TASK INSTRUCTIONS:
Here are the records. Write out exactly the lines between the one holding "Workflow definition file" and the one holding "Engine configuration file", inclusive.

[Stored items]
• • • • • • •

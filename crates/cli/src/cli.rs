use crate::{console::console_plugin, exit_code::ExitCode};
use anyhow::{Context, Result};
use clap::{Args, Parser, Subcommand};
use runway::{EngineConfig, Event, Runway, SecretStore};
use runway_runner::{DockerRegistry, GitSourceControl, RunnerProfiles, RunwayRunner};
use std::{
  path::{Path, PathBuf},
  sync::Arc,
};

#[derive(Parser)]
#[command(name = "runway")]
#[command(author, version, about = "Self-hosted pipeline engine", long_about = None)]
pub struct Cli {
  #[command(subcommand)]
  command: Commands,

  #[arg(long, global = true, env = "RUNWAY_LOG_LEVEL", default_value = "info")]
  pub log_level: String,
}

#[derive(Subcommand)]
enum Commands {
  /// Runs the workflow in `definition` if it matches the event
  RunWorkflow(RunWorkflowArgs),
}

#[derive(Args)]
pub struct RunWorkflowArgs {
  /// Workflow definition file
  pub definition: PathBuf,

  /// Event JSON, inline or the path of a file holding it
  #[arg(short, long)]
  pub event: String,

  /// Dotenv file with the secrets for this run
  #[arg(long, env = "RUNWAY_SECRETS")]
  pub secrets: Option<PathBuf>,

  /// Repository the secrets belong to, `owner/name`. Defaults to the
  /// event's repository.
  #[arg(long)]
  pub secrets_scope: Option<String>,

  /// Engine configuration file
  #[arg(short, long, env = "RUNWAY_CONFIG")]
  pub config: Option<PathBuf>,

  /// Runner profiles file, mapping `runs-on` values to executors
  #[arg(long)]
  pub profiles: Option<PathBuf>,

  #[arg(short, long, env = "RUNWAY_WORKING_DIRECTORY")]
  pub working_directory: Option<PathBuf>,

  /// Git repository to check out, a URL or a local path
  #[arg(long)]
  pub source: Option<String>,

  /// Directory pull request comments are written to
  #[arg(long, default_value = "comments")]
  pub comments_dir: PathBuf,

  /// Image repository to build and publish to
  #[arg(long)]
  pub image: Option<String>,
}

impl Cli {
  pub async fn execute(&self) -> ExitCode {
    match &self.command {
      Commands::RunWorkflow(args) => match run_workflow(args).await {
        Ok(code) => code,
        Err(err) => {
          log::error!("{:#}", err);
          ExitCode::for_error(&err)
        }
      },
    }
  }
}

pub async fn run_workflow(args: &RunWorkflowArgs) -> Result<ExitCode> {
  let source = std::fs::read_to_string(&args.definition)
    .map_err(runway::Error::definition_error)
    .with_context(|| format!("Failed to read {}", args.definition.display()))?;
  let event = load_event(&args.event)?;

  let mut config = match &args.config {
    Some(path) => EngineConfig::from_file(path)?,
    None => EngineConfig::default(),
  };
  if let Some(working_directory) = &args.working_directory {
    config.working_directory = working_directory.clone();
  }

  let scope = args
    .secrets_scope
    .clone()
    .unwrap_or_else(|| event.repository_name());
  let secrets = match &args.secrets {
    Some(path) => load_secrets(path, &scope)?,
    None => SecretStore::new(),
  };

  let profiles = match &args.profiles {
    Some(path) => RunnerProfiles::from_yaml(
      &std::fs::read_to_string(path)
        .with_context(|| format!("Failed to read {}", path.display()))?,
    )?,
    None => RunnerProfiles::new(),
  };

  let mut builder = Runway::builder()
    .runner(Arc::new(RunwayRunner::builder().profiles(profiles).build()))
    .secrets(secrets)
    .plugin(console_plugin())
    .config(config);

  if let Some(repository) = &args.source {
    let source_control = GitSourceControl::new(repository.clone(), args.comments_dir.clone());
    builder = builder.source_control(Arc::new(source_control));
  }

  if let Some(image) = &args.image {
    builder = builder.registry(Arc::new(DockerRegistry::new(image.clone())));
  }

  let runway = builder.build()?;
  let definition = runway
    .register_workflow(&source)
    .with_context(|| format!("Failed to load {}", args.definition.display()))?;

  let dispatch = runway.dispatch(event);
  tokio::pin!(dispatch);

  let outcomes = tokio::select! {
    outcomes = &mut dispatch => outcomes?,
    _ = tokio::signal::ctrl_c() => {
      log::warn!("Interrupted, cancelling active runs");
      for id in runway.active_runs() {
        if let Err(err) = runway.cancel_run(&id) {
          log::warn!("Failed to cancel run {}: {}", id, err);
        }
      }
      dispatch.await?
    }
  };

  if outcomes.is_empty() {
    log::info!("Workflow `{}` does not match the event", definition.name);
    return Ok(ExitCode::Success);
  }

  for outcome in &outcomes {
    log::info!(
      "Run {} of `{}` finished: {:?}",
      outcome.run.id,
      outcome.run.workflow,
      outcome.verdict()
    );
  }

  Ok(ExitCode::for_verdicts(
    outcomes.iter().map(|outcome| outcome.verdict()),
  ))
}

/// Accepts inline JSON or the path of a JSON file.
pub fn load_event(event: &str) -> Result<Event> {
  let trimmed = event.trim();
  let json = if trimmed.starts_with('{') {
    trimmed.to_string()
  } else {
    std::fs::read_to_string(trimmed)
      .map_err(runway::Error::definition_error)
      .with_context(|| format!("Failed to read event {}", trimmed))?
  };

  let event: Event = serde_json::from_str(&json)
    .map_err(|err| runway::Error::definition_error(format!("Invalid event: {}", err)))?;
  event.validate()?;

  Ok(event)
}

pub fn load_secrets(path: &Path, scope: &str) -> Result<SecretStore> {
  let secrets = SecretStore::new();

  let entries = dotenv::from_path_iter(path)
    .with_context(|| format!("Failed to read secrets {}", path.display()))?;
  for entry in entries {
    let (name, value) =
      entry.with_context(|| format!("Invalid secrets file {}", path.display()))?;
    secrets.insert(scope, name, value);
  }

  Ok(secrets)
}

• • • • • • •

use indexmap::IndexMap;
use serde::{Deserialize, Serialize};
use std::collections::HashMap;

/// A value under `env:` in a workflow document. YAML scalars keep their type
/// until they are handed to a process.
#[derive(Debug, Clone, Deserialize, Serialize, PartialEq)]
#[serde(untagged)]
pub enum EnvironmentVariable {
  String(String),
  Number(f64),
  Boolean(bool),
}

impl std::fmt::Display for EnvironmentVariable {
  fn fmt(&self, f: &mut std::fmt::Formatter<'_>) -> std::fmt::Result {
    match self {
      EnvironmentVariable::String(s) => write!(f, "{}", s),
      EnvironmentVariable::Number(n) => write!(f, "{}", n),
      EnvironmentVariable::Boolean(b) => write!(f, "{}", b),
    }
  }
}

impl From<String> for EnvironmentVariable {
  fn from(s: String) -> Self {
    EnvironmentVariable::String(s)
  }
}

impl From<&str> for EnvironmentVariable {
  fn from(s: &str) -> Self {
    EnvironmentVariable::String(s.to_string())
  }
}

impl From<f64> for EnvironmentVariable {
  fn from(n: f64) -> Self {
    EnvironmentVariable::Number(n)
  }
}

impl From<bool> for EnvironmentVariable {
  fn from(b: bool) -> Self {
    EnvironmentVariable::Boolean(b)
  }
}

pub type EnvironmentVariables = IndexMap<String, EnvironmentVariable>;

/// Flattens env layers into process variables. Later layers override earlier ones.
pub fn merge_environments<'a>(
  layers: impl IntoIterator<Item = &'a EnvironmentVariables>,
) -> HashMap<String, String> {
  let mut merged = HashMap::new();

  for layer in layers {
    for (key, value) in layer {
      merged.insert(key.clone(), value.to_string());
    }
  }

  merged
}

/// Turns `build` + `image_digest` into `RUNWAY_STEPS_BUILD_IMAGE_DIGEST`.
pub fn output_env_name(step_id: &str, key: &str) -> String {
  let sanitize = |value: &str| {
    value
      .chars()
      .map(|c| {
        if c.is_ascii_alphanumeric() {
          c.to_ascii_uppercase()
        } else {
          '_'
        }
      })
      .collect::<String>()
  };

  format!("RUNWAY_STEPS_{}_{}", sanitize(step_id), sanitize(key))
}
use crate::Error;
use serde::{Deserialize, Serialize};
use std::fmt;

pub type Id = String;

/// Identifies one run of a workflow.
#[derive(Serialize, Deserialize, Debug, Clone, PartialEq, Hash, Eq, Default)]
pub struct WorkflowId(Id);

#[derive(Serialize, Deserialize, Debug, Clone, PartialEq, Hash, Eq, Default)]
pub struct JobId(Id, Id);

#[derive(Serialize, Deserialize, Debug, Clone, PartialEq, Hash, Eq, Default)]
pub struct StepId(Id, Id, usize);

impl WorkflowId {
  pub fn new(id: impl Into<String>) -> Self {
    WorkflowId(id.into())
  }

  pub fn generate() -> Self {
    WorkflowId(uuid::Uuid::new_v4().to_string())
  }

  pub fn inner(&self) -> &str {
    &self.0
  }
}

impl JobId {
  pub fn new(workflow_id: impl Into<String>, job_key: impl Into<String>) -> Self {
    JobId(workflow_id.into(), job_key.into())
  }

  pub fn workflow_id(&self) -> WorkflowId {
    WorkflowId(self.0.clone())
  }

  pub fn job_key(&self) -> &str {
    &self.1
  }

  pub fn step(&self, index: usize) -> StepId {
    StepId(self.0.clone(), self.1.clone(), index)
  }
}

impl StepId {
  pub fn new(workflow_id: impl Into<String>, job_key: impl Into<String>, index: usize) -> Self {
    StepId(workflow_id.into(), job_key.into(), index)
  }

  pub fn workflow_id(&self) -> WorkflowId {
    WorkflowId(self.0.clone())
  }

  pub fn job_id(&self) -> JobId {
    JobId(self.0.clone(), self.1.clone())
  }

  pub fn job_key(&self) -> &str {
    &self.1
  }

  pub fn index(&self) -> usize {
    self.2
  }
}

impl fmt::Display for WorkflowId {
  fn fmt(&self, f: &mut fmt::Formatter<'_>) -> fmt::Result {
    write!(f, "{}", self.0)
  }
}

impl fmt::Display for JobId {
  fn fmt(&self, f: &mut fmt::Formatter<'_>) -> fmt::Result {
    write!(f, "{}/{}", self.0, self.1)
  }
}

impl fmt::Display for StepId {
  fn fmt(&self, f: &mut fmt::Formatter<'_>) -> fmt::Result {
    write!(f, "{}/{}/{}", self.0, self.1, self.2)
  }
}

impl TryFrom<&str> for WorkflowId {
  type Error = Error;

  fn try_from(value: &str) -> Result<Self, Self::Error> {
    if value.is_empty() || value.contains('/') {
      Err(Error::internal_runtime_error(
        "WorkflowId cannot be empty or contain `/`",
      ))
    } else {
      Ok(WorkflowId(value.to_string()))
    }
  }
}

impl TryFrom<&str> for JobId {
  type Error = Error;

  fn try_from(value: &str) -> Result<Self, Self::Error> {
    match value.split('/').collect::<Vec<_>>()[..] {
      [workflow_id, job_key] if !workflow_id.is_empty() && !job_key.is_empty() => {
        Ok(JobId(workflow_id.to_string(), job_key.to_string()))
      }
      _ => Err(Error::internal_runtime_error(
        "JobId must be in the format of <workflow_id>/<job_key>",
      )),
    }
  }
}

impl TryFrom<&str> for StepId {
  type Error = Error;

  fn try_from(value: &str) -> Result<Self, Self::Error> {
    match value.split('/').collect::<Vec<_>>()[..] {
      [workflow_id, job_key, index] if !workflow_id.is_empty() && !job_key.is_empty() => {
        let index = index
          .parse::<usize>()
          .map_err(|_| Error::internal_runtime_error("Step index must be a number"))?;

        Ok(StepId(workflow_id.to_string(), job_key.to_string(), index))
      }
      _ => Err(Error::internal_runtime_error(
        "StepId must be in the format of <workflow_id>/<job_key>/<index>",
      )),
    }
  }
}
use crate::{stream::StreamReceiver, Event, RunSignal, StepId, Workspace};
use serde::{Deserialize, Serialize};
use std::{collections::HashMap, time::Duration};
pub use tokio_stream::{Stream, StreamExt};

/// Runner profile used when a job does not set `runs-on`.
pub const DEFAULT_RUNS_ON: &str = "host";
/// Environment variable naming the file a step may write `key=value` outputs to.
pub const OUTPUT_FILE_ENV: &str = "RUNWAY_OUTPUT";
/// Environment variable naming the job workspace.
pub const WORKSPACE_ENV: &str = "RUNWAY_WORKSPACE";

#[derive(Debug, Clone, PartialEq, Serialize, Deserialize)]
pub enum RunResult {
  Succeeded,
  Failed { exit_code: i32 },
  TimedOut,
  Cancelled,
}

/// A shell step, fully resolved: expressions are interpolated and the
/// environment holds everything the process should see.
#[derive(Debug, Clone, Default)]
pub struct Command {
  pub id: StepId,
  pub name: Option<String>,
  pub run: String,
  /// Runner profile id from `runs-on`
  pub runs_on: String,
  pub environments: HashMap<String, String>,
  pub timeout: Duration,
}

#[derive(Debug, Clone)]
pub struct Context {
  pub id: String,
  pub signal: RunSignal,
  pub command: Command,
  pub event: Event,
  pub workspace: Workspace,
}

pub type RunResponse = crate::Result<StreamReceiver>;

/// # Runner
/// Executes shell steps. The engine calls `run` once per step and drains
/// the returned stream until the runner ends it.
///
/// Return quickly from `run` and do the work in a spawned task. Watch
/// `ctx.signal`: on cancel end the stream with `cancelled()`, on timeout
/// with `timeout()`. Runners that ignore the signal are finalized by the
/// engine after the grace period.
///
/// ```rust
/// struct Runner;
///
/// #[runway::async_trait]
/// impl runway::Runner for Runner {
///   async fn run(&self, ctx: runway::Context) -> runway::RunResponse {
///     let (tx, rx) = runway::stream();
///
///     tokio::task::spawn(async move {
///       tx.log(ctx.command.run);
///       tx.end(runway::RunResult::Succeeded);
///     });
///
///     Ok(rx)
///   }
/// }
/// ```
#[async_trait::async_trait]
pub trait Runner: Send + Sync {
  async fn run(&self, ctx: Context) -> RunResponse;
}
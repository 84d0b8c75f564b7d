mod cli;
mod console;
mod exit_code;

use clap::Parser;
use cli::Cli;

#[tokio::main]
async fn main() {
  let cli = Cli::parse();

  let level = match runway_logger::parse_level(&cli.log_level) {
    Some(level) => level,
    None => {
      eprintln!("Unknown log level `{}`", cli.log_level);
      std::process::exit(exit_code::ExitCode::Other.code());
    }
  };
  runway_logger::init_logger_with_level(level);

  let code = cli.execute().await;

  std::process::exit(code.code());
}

• • • • • • •

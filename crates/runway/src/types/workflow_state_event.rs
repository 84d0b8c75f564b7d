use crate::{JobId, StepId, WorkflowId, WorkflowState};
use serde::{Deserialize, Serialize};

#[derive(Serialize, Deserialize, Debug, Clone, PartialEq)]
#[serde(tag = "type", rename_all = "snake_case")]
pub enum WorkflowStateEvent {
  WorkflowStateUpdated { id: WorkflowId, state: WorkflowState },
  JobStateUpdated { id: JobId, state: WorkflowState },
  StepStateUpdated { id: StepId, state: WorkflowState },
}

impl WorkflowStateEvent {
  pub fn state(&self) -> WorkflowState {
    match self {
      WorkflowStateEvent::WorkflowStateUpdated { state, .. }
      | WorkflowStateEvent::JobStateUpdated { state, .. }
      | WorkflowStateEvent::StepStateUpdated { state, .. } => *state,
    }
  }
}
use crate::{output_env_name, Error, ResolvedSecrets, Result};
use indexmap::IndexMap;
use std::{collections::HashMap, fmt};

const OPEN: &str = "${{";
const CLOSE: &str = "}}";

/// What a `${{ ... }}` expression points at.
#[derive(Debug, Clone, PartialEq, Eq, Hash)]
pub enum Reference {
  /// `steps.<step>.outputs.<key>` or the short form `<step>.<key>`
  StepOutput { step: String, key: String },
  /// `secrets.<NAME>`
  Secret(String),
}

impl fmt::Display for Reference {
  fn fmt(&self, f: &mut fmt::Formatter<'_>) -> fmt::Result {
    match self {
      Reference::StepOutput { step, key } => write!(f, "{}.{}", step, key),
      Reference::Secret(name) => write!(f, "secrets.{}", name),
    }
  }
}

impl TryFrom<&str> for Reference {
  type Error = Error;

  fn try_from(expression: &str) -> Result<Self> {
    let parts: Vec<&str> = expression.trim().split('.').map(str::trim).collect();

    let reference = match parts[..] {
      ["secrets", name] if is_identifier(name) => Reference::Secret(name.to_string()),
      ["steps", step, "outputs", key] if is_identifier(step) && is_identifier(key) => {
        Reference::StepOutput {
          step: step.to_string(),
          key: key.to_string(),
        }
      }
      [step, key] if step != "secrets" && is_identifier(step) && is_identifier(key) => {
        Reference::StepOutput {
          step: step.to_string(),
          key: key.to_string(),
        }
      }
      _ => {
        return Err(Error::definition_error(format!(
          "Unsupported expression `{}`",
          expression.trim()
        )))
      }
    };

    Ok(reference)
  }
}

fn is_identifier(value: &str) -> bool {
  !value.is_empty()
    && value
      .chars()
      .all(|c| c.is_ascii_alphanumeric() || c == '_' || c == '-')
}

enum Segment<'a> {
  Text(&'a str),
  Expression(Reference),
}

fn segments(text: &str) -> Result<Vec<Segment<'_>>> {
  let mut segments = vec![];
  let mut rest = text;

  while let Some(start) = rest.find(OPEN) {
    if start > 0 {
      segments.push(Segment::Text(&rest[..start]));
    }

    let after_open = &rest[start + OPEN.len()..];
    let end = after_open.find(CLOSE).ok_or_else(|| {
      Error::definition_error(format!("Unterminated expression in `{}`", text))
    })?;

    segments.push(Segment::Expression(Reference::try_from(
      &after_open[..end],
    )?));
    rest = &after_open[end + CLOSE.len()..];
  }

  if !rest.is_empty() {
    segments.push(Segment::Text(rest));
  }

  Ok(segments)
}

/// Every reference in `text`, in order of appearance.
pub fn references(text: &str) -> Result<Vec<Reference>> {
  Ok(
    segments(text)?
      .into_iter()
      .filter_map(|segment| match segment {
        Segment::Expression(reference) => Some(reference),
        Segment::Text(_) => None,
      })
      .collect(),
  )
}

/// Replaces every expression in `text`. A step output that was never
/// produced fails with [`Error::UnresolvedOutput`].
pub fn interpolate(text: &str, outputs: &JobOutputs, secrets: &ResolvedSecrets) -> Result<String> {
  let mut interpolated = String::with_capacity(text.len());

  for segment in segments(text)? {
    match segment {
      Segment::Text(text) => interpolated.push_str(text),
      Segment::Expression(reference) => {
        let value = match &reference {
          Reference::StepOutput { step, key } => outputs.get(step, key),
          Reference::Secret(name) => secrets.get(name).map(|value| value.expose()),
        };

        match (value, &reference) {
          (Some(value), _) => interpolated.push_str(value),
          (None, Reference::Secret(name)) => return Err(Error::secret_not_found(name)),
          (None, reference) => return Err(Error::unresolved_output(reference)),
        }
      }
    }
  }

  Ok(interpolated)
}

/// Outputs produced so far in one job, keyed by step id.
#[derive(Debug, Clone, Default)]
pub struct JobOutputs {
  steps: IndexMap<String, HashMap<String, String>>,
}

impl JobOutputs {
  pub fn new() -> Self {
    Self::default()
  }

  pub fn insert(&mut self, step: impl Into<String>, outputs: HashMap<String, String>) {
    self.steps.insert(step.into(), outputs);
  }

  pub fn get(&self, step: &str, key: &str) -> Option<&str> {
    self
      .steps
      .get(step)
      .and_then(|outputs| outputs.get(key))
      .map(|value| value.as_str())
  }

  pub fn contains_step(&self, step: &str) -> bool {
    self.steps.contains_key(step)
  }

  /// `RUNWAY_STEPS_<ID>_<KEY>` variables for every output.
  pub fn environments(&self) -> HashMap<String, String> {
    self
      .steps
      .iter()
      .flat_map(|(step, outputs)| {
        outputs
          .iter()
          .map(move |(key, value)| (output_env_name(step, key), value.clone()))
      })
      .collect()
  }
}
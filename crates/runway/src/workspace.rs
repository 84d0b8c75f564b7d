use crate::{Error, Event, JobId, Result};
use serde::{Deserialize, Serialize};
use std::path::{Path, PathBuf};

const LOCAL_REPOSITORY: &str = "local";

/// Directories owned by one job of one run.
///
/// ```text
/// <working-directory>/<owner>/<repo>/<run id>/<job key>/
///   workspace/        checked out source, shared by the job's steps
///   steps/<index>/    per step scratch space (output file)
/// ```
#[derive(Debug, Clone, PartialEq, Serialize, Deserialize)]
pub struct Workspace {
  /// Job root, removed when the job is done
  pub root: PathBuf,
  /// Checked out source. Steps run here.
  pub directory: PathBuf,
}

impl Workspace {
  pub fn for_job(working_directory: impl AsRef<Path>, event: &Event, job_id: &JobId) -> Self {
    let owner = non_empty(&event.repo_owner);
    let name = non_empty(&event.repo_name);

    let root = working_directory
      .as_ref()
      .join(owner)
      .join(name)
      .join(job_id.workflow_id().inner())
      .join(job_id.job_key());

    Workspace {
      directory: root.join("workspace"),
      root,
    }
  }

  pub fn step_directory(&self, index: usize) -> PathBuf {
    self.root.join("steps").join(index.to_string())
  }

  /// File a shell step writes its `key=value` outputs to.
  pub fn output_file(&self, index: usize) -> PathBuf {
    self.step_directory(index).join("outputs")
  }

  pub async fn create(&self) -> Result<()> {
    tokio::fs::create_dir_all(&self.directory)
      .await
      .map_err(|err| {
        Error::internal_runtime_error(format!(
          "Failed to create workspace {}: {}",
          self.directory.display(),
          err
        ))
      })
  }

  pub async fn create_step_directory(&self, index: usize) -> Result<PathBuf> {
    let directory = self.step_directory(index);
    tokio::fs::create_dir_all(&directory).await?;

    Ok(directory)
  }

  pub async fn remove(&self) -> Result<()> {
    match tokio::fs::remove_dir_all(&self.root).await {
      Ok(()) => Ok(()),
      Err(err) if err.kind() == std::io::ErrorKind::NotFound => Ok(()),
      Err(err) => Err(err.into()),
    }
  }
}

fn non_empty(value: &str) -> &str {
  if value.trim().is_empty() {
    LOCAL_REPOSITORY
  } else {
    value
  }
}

• • • • • • •

RESPONSE:
  /// Workflow definition file
  pub definition: PathBuf,

  /// Event JSON, inline or the path of a file holding it
  #[arg(short, long)]
  pub event: String,

  /// Dotenv file with the secrets for this run
  #[arg(long, env = "RUNWAY_SECRETS")]
  pub secrets: Option<PathBuf>,

  /// Repository the secrets belong to, `owner/name`. Defaults to the
  /// event's repository.
  #[arg(long)]
  pub secrets_scope: Option<String>,

  /// Engine configuration file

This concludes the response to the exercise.